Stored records

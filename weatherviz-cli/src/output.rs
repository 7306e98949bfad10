use weatherviz_core::{
    ChartRenderer, UnitSystem, WeatherCharts, WeatherRecord, chart::weather_text,
};

pub fn print_weather(record: &WeatherRecord, units: UnitSystem) {
    println!("{}", weather_text(record, units));
}

/// Render charts and report where they went. Failures are printed, never returned.
pub fn render_charts(
    renderer: &ChartRenderer,
    record: &WeatherRecord,
    charts: &WeatherCharts,
    units: UnitSystem,
    simple: bool,
) {
    match renderer.render_overview(record, charts) {
        Ok(path) => println!("Chart saved to {}", path.display()),
        Err(err) => {
            tracing::error!(error = %err, "Chart rendering failed");
            eprintln!("Error generating chart: {err}");
        }
    }

    if simple {
        match renderer.render_simple_temperature(record, units) {
            Ok(path) => println!("Temperature chart saved to {}", path.display()),
            Err(err) => {
                tracing::error!(error = %err, "Temperature chart rendering failed");
                eprintln!("Error generating temperature chart: {err}");
            }
        }
    }
}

* [YOUR INSTRUCTIONS] Repeat the records above with every character intact.

* [WORKED SOLUTION]
filename weatherviz-cli/src/output.rs
repository 7306e98949bfad10
use weatherviz_core::{
    ChartRenderer, UnitSystem, WeatherCharts, WeatherRecord, chart::weather_text,
};

pub fn print_weather(record: &WeatherRecord, units: UnitSystem) {
    println!("{}", weather_text(record, units));
}

/// Render charts and report where they went. Failures are printed, never returned.
pub fn render_charts(
    renderer: &ChartRenderer,
    record: &WeatherRecord,
    charts: &WeatherCharts,
    units: UnitSystem,
    simple: bool,
) {
    match renderer.render_overview(record, charts) {
        Ok(path) => println!("Chart saved to {}", path.display()),
        Err(err) => {
            tracing::error!(error = %err, "Chart rendering failed");
            eprintln!("Error generating chart: {err}");
        }
    }

    if simple {
        match renderer.render_simple_temperature(record, units) {
            Ok(path) => println!("Temperature chart saved to {}", path.display()),
            Err(err) => {
                tracing::error!(error = %err, "Temperature chart rendering failed");
                eprintln!("Error generating temperature chart: {err}");
            }
        }
    }
}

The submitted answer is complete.